Beyond DNA code: epigenetics

Why is it that if you keep an active mental life by playing complicated board games or learning a language, or if you keep physically fit, you are less likely to succumb to dementia?

A/Prof John Kwok is addressing this question by looking at how lifestyle can alter the function of genes related to dementia.

A/Prof John Kwok

A/Prof John Kwok

To do this, he is engaging with the burgeoning field of epigenetics. Genes have to be expressed (i.e. switched on or off) in a tightly regulated manner for our bodies to function correctly. For example, genes get switched on and off when we are born, or when we hit puberty, in response to hormones or tissue growth. While there are parts of our DNA that control how genes are switched on, there are also epigenetic factors, outside our DNA, that can do this. These factors act like a dimmer switch that changes the brightness of a light.

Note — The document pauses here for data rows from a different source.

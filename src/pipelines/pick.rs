use wgpu::{PipelineLayout, ShaderModule};

use crate::data_structures::{
    model::{CombinedVertex, Vertex},
    texture::Texture,
};

use super::combined::CombinedLayouts;

fn pick_render_pipeline_layout(device: &wgpu::Device, layouts: &CombinedLayouts) -> PipelineLayout {
    device.create_pipeline_layout(&wgpu::PipelineLayoutDescriptor {
        label: Some("Render Pipeline Layout (For picking)"),
        bind_group_layouts: &[Some(&layouts.scene), Some(&layouts.data)],
        immediate_size: 0,
    })
}

fn pick_shader(device: &wgpu::Device, wgsl: &str) -> ShaderModule {
    let shader = wgpu::ShaderModuleDescriptor {
        label: Some("Pick Shader"),
        source: wgpu::ShaderSource::Wgsl(wgsl.into()),
    };
    device.create_shader_module(shader)
}

fn pick_target() -> Option<wgpu::ColorTargetState> {
    Some(wgpu::ColorTargetState {
        format: Texture::FLOAT_FORMAT,
        // float32 targets are not blendable
        blend: None,
        write_mask: wgpu::ColorWrites::ALL,
    })
}

/// Pick pipeline shared by all material groups. Writes position and instance
/// index to target 0 and the normal to target 1.
pub fn mk_pick_pipeline(
    device: &wgpu::Device,
    layouts: &CombinedLayouts,
    wgsl: &str,
) -> wgpu::RenderPipeline {
    let render_pipeline_layout = pick_render_pipeline_layout(device, layouts);

    let shader = pick_shader(device, wgsl);

    device.create_render_pipeline(&wgpu::RenderPipelineDescriptor {
        cache: None,
        label: Some("Pick Pipeline"),
        layout: Some(&render_pipeline_layout),
        vertex: wgpu::VertexState {
            module: &shader,
            entry_point: Some("vs_main"),
            buffers: &[CombinedVertex::desc()],
            compilation_options: Default::default(),
        },
        fragment: Some(wgpu::FragmentState {
            module: &shader,
            entry_point: Some("fs_main"),
            targets: &[pick_target(), pick_target()],
            compilation_options: Default::default(),
        }),
        primitive: wgpu::PrimitiveState {
            topology: wgpu::PrimitiveTopology::TriangleList,
            strip_index_format: None,
            front_face: wgpu::FrontFace::Ccw,
            cull_mode: Some(wgpu::Face::Back),
            // Setting this to anything other than Fill requires Features::NON_FILL_POLYGON_MODE
            polygon_mode: wgpu::PolygonMode::Fill,
            unclipped_depth: false,
            conservative: false,
        },
        depth_stencil: Some(wgpu::DepthStencilState {
            format: Texture::DEPTH_FORMAT,
            depth_write_enabled: Some(true),
            depth_compare: Some(wgpu::CompareFunction::Less),
            stencil: wgpu::StencilState::default(),
            bias: wgpu::DepthBiasState::default(),
        }),
        multisample: wgpu::MultisampleState {
            count: 1,
            mask: !0,
            alpha_to_coverage_enabled: false,
        },
        multiview_mask: None,
    })
}
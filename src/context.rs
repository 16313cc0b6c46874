//! GPU context creation.

use anyhow::Context as _;

/// Device and queue of an adapter, without a surface.
#[derive(Debug, Clone)]
pub struct Context {
    pub device: wgpu::Device,
    pub queue: wgpu::Queue,
}

impl Context {
    /// Request an adapter and device suitable for offscreen rendering, e.g.
    /// for picking in tests.
    pub async fn new_headless() -> anyhow::Result<Self> {
        log::debug!("WGPU setup");
        let instance = wgpu::Instance::new(wgpu::InstanceDescriptor {
            #[cfg(not(target_arch = "wasm32"))]
            backends: wgpu::Backends::PRIMARY,
            #[cfg(target_arch = "wasm32")]
            backends: wgpu::Backends::GL,
            ..wgpu::InstanceDescriptor::new_without_display_handle()
        });

        let adapter = instance
            .request_adapter(&wgpu::RequestAdapterOptions {
                power_preference: wgpu::PowerPreference::default(),
                compatible_surface: None,
                force_fallback_adapter: false,
            })
            .await
            .context("no suitable GPU adapter")?;
        log::debug!("device and queue");
        let (device, queue) = adapter
            .request_device(&wgpu::DeviceDescriptor {
                label: None,
                required_features: wgpu::Features::empty(),
                // WebGL doesn't support all of wgpu's features, so if
                // we're building for the web we'll have to disable some.
                required_limits: if cfg!(target_arch = "wasm32") {
                    wgpu::Limits::downlevel_webgl2_defaults()
                } else {
                    wgpu::Limits::default()
                },
                experimental_features: wgpu::ExperimentalFeatures::disabled(),
                memory_hints: Default::default(),
                trace: wgpu::Trace::Off,
            })
            .await
            .context("requesting a device failed")?;

        Ok(Self { device, queue })
    }
}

Diet, exercise, and mental activity can ‘dim the brightness’ of genes that might lead to illness, or enhance genes that promote brain health. Not only do these lifestyle factors change gene expression, but their effect might be inherited by the next generation, even if the relevant gene’s DNA sequence itself is not inherited. Understanding the mechanisms of how this happens is a focus of many areas of NeuRA’s work. The study of epigenetics is important in exploring new possibilities for health care.